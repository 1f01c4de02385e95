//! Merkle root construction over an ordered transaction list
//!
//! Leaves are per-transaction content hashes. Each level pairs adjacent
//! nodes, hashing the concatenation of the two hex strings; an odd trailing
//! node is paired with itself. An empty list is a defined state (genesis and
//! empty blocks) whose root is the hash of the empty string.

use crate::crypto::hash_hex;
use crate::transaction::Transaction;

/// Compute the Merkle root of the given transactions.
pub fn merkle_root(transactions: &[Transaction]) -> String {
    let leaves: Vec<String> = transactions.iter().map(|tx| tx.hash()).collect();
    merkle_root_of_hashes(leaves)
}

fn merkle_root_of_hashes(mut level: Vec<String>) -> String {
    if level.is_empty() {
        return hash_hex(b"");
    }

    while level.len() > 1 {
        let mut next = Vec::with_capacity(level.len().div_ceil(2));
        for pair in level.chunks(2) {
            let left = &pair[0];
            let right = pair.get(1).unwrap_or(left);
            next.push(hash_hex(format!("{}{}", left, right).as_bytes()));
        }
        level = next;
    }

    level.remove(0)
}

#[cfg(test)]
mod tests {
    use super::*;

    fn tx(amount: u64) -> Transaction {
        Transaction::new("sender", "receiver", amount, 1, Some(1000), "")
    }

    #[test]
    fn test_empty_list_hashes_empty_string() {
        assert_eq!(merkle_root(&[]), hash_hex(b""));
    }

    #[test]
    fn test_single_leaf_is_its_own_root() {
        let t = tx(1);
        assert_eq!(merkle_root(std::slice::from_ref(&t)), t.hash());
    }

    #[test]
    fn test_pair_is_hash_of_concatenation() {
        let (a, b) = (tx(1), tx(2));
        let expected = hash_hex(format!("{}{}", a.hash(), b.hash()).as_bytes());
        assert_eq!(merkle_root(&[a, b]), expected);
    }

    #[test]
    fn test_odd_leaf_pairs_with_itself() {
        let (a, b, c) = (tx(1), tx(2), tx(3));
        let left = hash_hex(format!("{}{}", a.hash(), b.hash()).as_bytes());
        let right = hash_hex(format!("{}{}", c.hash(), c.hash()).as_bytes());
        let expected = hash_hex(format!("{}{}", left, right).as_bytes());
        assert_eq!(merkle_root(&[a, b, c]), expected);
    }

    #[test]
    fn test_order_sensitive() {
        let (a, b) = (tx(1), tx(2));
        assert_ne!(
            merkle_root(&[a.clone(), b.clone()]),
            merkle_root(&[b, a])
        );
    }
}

** Work instruction **
Find all lines holding the word "right" in the records above and copy them.

** Response area **
            let right = pair.get(1).unwrap_or(left);
            next.push(hash_hex(format!("{}{}", left, right).as_bytes()));
        let right = hash_hex(format!("{}{}", c.hash(), c.hash()).as_bytes());
        let expected = hash_hex(format!("{}{}", left, right).as_bytes());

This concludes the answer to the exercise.